The comrades did not have long to wait. A dispute broke out in May between housing workers and management. The council was determined to axe 50% of posts. Workers were to be forced to undergo humiliating tests to prove they could carry out tasks they had been doing for years. The ‘results’ meant that nine black women workers were to lose their jobs. This provoked anger throughout the branch. But confidence was low - as ballots around similar disputes in the previous six months had produced very low turnouts and ‘yes’ votes so marginal that no action could be safely taken - and there was a distinct lack of backing from regional and national officials.

The ballot in housing was the first one in months to produce a decisive majority in favour of action. Here was a traditionally militant section, with a significant number of SWP members. There was a chance of a battle being won. But instead of building on the ballot victory and patiently winning the whole workforce by preparing for official action, the SWP acted precipitously, banking everything on its own rosy analysis. SWP members in housing were told to lead an unofficial walk-out. They did. Comrade Murthlewaite made the call for others to join them. They did not.

The advanced element had gone over the top and found itself dangerously exposed … and alone. After two years of management attacks the mass of council workers were not willing to risk unofficial action, not least in a situation where official action had just been voted on and agreed. Anger against management turned to dismay at SWP adventurism. Other militants argued that the group was being foolhardy. They warned that management would seize its chance. Sure enough, the Labour council threatened dismissal unless there was a return to work.

A number of housing workers wanted to retreat. They felt that calling off the action was the best tactic. Once back with the mass they could then come out again unitedly - officially. That would serve as a real warning to management. But a hard core of 12 (mostly SWP members) refused to return to work and wait for official action. It was a matter of ‘principle’ - or maybe the SWP losing face.

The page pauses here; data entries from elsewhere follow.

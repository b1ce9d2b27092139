//! Flipping any single bit of a stored chunk must fail authentication.

use latebra_crypto_core::error::CryptoError;
use latebra_crypto_core::kdf::{derive_root, CostParameters};
use latebra_crypto_core::memory::WipeRegistry;
use latebra_crypto_core::padding::pad;
use latebra_crypto_core::symmetric::{decrypt_block, encrypt_block};

const TEST_COST: CostParameters = CostParameters { n: 4, r: 1, p: 1 };
const BLOCK_SIZE: usize = 32;

#[test]
fn every_single_bit_flip_is_detected() {
    let registry = WipeRegistry::new();
    let root = derive_root(&registry, b"yellow submarine", b"test", &TEST_COST).unwrap();
    let key = root.key().expose().unwrap().to_vec();

    let padded = pad(&registry, b"hello world", BLOCK_SIZE).unwrap();
    let sealed = encrypt_block(&padded.expose().unwrap(), &key).unwrap();

    for bit in 0..sealed.len() * 8 {
        let mut tampered = sealed.clone();
        tampered[bit / 8] ^= 1 << (bit % 8);
        let result = decrypt_block(&registry, &tampered, &key);
        assert!(
            matches!(result, Err(CryptoError::AuthenticationFailed)),
            "bit {bit} flip was not detected"
        );
    }
}

#[test]
fn truncated_or_extended_chunk_never_opens() {
    let registry = WipeRegistry::new();
    let key = [0x11u8; 32];
    let sealed = encrypt_block(&[1u8; BLOCK_SIZE], &key).unwrap();

    let truncated = &sealed[..sealed.len() - 1];
    assert!(decrypt_block(&registry, truncated, &key).is_err());

    let mut extended = sealed.clone();
    extended.push(0);
    assert!(decrypt_block(&registry, &extended, &key).is_err());
}

#[test]
fn wrong_password_key_fails_authentication() {
    let registry = WipeRegistry::new();
    let right = derive_root(&registry, b"yellow submarine", b"test", &TEST_COST).unwrap();
    let wrong = derive_root(&registry, b"yellow submarines", b"test", &TEST_COST).unwrap();

    let padded = pad(&registry, b"hello world", BLOCK_SIZE).unwrap();
    let sealed = encrypt_block(&padded.expose().unwrap(), &right.key().expose().unwrap()).unwrap();

    let result = decrypt_block(&registry, &sealed, &wrong.key().expose().unwrap());
    assert!(matches!(result, Err(CryptoError::AuthenticationFailed)));
}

After three days management took its opportunity. It was too good a chance to pass up. All 12 were sacked. Murthlewaite immediately organised a campaign. But meetings were badly attended and morale low. He pressed on and urged a ‘yes’ vote in a ballot of all council workers. Members were asked to come out in support of the sacked workers.

But the results - which came through earlier this week - were devastating for the union, the SWP and the 12 sacked members. Out of 2,500 ballot papers issued only 650 were returned. Of those 62% voted ‘no’. The figures said it all. At a branch officers’ meeting on the same day, comrade Murthelwaite resigned. He said it was obvious that he did not have the confidence of the branch. He had to go. Some sacked workers at the meeting argued that it had been wrong in the first place to take unofficial action. They knew that the support was not there. Now some of the most militant and determined members have been lost to the branch, their jobs sacrificed.

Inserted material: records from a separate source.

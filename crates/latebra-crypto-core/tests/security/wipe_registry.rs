//! The registry must wipe every outstanding buffer, from any thread.

use latebra_crypto_core::error::CryptoError;
use latebra_crypto_core::kdf::{derive_root, CostParameters};
use latebra_crypto_core::memory::{BufferState, WipeRegistry};
use std::sync::mpsc;
use std::thread;

#[test]
fn purge_wipes_derived_root_secrets() {
    let registry = WipeRegistry::new();
    let root = derive_root(
        &registry,
        b"password",
        b"label",
        &CostParameters { n: 4, r: 1, p: 1 },
    )
    .unwrap();

    assert_eq!(registry.purge(), 2);
    assert_eq!(root.key().state(), BufferState::Wiped);
    assert!(matches!(
        root.identifier().expose(),
        Err(CryptoError::BufferWiped)
    ));
}

#[test]
fn purge_waits_for_in_flight_reader() {
    let registry = WipeRegistry::new();
    let buf = registry.secret_from(&[0x5Au8; 64]).unwrap();
    let (held_tx, held_rx) = mpsc::channel();
    let (release_tx, release_rx) = mpsc::channel::<()>();

    let shared = &buf;
    thread::scope(|scope| {
        scope.spawn(move || {
            let guard = shared.expose().unwrap();
            held_tx.send(()).unwrap();
            release_rx.recv().unwrap();
            // Contents are intact for the duration of the read.
            assert!(guard.iter().all(|&b| b == 0x5A));
        });

        held_rx.recv().unwrap();
        let purger = {
            let registry = registry.clone();
            scope.spawn(move || registry.purge())
        };
        release_tx.send(()).unwrap();
        assert_eq!(purger.join().unwrap(), 1);
    });

    assert!(matches!(buf.expose(), Err(CryptoError::BufferWiped)));
}

#[test]
fn buffers_allocated_after_purge_are_usable() {
    let registry = WipeRegistry::new();
    let _old = registry.secret_from(b"old").unwrap();
    registry.purge();

    let fresh = registry.secret_from(b"fresh").unwrap();
    assert_eq!(&*fresh.expose().unwrap(), b"fresh");
    assert_eq!(registry.outstanding(), 1);
}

But comrade Murthelwaite dogmatically refused to accept that it was the SWP itself that was in the wrong. He could not understand why the offensive had not worked. After all according to Socialist Worker’s ‘analysis’ the time is ripe for unofficial action. What went wrong?

Demoralisation is rife. Some of the sacked workers have now left the SWP. They feel betrayed by a leadership which refuses to face up to the reality of Blair’s Britain and the period of reaction. The branch itself has suffered a massive setback. The left is now being targeted by management and is isolated from the rest of the membership.

SWP members need to learn from this disaster. Far from quitting their organisation, they should stay in and fight. They should promote genuine debate and the unity of all communists and revolutionaries in one Party. Instead of being used as cannon fodder by an out-of-touch sectarian leadership, rebel against bureaucratic centralism and Cliffite dogma.

The pages of the Weekly Worker are open to all who want to debate the way forward.